A seperate, powerful solution is as follows: compute the new positions and determine any intersections that happened. Now go back to the previous time step, and modify the magnitudes of the velocities in such a way that the collisions no longer occur. This is both not too hard to implement, effective in practice, and can gurantee that no collisions occur. However, determining all the collisions is very time consuming and greatly slows down the algorithm, in addition to causing a geometric headache. So the algorithm I use is different from both of these approaches.
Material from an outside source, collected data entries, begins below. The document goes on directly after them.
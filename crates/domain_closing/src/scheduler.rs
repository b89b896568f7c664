//! Batch scheduler
//!
//! Drives a run through its lifecycle:
//!
//! ```text
//! Queued -> Running -> {Paused <-> Running} -> Posting -> Completed
//! ```
//!
//! At most `batch_size` units of a run are `Running` at once. Every call
//! recomputes what to do from storage, so concurrent calls for the same run
//! are safe: the claim is atomic per run and the poster is guarded by the
//! `Running -> Posting` transition.

use std::collections::VecDeque;
use std::sync::Arc;
use tracing::{debug, info, instrument, warn};

use core_kernel::RunId;
use serde::{Deserialize, Serialize};

use crate::error::ClosingError;
use crate::events::UnitTask;
use crate::poster::{LedgerPoster, PostOutcome, PostingSummary};
use crate::ports::{ClosingStore, JobQueue};
use crate::run::{RunStatus, UnitKey, UnitStatus};
use crate::worker::DateWorker;

/// Default number of units of one run in flight at once
pub const DEFAULT_BATCH_SIZE: usize = 4;

/// How claimed units are executed
#[derive(Debug, Clone, Copy, PartialEq, Eq, Serialize, Deserialize, Default)]
#[serde(rename_all = "snake_case")]
pub enum DispatchMode {
    /// Handed to the job queue and processed by the worker pool
    #[default]
    Background,
    /// Processed on the caller's task before the call returns
    Inline,
}

/// Scheduler settings
#[derive(Debug, Clone, Copy, PartialEq, Eq)]
pub struct SchedulerConfig {
    pub batch_size: usize,
    pub dispatch: DispatchMode,
    /// When false, nothing is claimed; runs wait until the scheduler is enabled
    pub scheduler_active: bool,
}

impl Default for SchedulerConfig {
    fn default() -> Self {
        Self {
            batch_size: DEFAULT_BATCH_SIZE,
            dispatch: DispatchMode::Background,
            scheduler_active: true,
        }
    }
}

/// What a scheduling step did
#[derive(Debug, Clone, PartialEq, Eq)]
pub enum AdvanceOutcome {
    /// Units were claimed and handed to the job queue
    Dispatched(usize),
    /// Nothing to claim yet; in-flight units will advance the run again
    Waiting { queued: u64, running: u64 },
    /// Every remaining unit is paused
    Blocked { paused: u64 },
    /// The scheduler is inactive
    Deferred,
    /// The run was posted and is now `Completed`
    Posted(PostingSummary),
    /// The run's status made this call a no-op
    Skipped(RunStatus),
}

/// Schedules the units of voucher runs
#[derive(Clone)]
pub struct BatchScheduler {
    store: Arc<dyn ClosingStore>,
    queue: Arc<dyn JobQueue>,
    worker: DateWorker,
    poster: LedgerPoster,
    config: SchedulerConfig,
}

impl BatchScheduler {
    pub fn new(
        store: Arc<dyn ClosingStore>,
        queue: Arc<dyn JobQueue>,
        worker: DateWorker,
        poster: LedgerPoster,
        config: SchedulerConfig,
    ) -> Self {
        Self {
            store,
            queue,
            worker,
            poster,
            config,
        }
    }

    pub fn config(&self) -> &SchedulerConfig {
        &self.config
    }

    /// Starts a `Queued` run or tops up a `Running` one
    ///
    /// A paused run must be resumed instead; `Posting` and `Completed` runs
    /// are left alone.
    #[instrument(skip(self))]
    pub async fn start(&self, run_id: RunId) -> Result<AdvanceOutcome, ClosingError> {
        let run = self
            .store
            .get_run(run_id)
            .await
            .map_err(|e| ClosingError::run_lookup(run_id, e))?;

        match run.status {
            RunStatus::Queued | RunStatus::Running => {
                let started = self
                    .store
                    .transition_run(run_id, &[RunStatus::Queued, RunStatus::Running], RunStatus::Running)
                    .await?;
                if !started {
                    let current = self
                        .store
                        .get_run(run_id)
                        .await
                        .map_err(|e| ClosingError::run_lookup(run_id, e))?;
                    return Ok(AdvanceOutcome::Skipped(current.status));
                }
                if run.status == RunStatus::Queued {
                    info!("Run started");
                }
                self.step(run_id).await
            }
            status => {
                debug!(%status, "Start ignored");
                Ok(AdvanceOutcome::Skipped(status))
            }
        }
    }

    /// Pauses a run: no new units are claimed, in-flight units finish
    ///
    /// Returns the number of queued units that were paused.
    #[instrument(skip(self))]
    pub async fn pause(&self, run_id: RunId) -> Result<u64, ClosingError> {
        let paused = self
            .store
            .transition_run(
                run_id,
                &[RunStatus::Queued, RunStatus::Running, RunStatus::Paused],
                RunStatus::Paused,
            )
            .await?;
        if !paused {
            let run = self
                .store
                .get_run(run_id)
                .await
                .map_err(|e| ClosingError::run_lookup(run_id, e))?;
            return Err(ClosingError::InvalidStatusTransition {
                from: run.status.to_string(),
                to: RunStatus::Paused.to_string(),
            });
        }

        let units = self
            .store
            .transition_all_units(run_id, UnitStatus::Queued, UnitStatus::Paused)
            .await?;
        info!(paused_units = units, "Run paused");
        Ok(units)
    }

    /// Resumes a paused run and starts claiming again
    #[instrument(skip(self))]
    pub async fn resume(&self, run_id: RunId) -> Result<AdvanceOutcome, ClosingError> {
        let resumed = self
            .store
            .transition_run(
                run_id,
                &[RunStatus::Paused, RunStatus::Queued, RunStatus::Running],
                RunStatus::Running,
            )
            .await?;
        if !resumed {
            let run = self
                .store
                .get_run(run_id)
                .await
                .map_err(|e| ClosingError::run_lookup(run_id, e))?;
            return Err(ClosingError::InvalidStatusTransition {
                from: run.status.to_string(),
                to: RunStatus::Running.to_string(),
            });
        }

        let units = self
            .store
            .transition_all_units(run_id, UnitStatus::Paused, UnitStatus::Queued)
            .await?;
        info!(requeued_units = units, "Run resumed");
        self.start(run_id).await
    }

    /// Claims more units if there is capacity, or posts the run once every
    /// unit is done
    #[instrument(skip(self))]
    pub async fn advance(&self, run_id: RunId) -> Result<AdvanceOutcome, ClosingError> {
        self.step(run_id).await
    }

    async fn step(&self, run_id: RunId) -> Result<AdvanceOutcome, ClosingError> {
        if !self.config.scheduler_active {
            debug!("Scheduler inactive, nothing claimed");
            return Ok(AdvanceOutcome::Deferred);
        }

        let claimed = self.store.claim_units(run_id, self.config.batch_size).await?;
        if claimed.is_empty() {
            return self.complete_if_done(run_id).await;
        }

        match self.config.dispatch {
            DispatchMode::Background => {
                let count = claimed.len();
                self.enqueue(claimed).await?;
                debug!(count, "Units dispatched");
                Ok(AdvanceOutcome::Dispatched(count))
            }
            DispatchMode::Inline => {
                self.run_inline(run_id, claimed).await?;
                self.complete_if_done(run_id).await
            }
        }
    }

    async fn enqueue(&self, claimed: Vec<UnitKey>) -> Result<(), ClosingError> {
        for (index, key) in claimed.iter().enumerate() {
            if let Err(err) = self.queue.enqueue(UnitTask::new(*key)).await {
                warn!(unit = %key, error = %err, "Enqueue failed, returning claimed units to the queue");
                self.release(claimed[index..].iter()).await?;
                return Err(err.into());
            }
        }
        Ok(())
    }

    /// Processes claimed units on the caller's task
    ///
    /// On error the failed unit and every unit not yet attempted go back to
    /// `Queued`, so a later start or advance claims them again.
    async fn run_inline(&self, run_id: RunId, claimed: Vec<UnitKey>) -> Result<(), ClosingError> {
        let mut pending: VecDeque<UnitKey> = claimed.into();
        while let Some(key) = pending.pop_front() {
            let next = match self.worker.process_individual_date(&UnitTask::new(key)).await {
                Ok(outcome) if outcome.is_completed() => {
                    self.store
                        .claim_units(run_id, self.config.batch_size)
                        .await
                        .map_err(ClosingError::from)
                }
                Ok(_) => Ok(Vec::new()),
                Err(err) => Err(err),
            };

            match next {
                Ok(claimed) => pending.extend(claimed),
                Err(err) => {
                    warn!(unit = %key, error = %err, "Inline unit failed, returning units to the queue");
                    if let Err(release) = self.release(std::iter::once(&key).chain(pending.iter())).await {
                        warn!(error = %release, "Could not return units to the queue");
                    }
                    return Err(err);
                }
            }
        }
        Ok(())
    }

    async fn release<'a>(&self, keys: impl Iterator<Item = &'a UnitKey>) -> Result<(), ClosingError> {
        for key in keys {
            self.store
                .transition_unit(key, UnitStatus::Running, UnitStatus::Queued)
                .await?;
        }
        Ok(())
    }

    async fn complete_if_done(&self, run_id: RunId) -> Result<AdvanceOutcome, ClosingError> {
        let counts = self.store.unit_counts(run_id).await?;
        if counts.queued > 0 || counts.running > 0 {
            return Ok(AdvanceOutcome::Waiting {
                queued: counts.queued,
                running: counts.running,
            });
        }
        if counts.paused > 0 {
            return Ok(AdvanceOutcome::Blocked { paused: counts.paused });
        }

        match self.poster.summarize_and_post(run_id).await? {
            PostOutcome::Posted(summary) => Ok(AdvanceOutcome::Posted(summary)),
            PostOutcome::NotReady(counts) => Ok(AdvanceOutcome::Waiting {
                queued: counts.queued,
                running: counts.running,
            }),
            PostOutcome::Skipped(status) => Ok(AdvanceOutcome::Skipped(status)),
        }
    }
}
My algorithm considers the cloth as a set of connected marbles. We imagine a virtual marble to be centered around each vertex. Marbles are not considered to be touching if their associated vertices are connected by a spring; thus, we can set the radius of a marble larger than the distance between two vertices. If we do this, then we have covered the entire surface of the cloth, and if no two marbles pass through each other between t and t + dt, the cloth has not intersected itself. The update algorithm is very simple: if the new positions contain vertices whose marbles are inside each other (the distance between the vertices is less than twice the marble radius,) back the vertices up such that this collision has no occured (although we remain at the new time step.) We can make several choices about the velocities; generally it is simplest to zero the new velocities, although it is possible to get "bouncing off" effects if desired. In general this algorithm works well and in my opinion is the easiest to implement.
Suppose we start with a planar cloth and fix two arbitrary vertices in the middle of the cloth. Without cloth-cloth collisions, the cloth will settle into a position where it is highly self-intsersecting, but with the cloth-cloth collision algorithm above we avoid this interpenetration and get very convincing cloth-like folds.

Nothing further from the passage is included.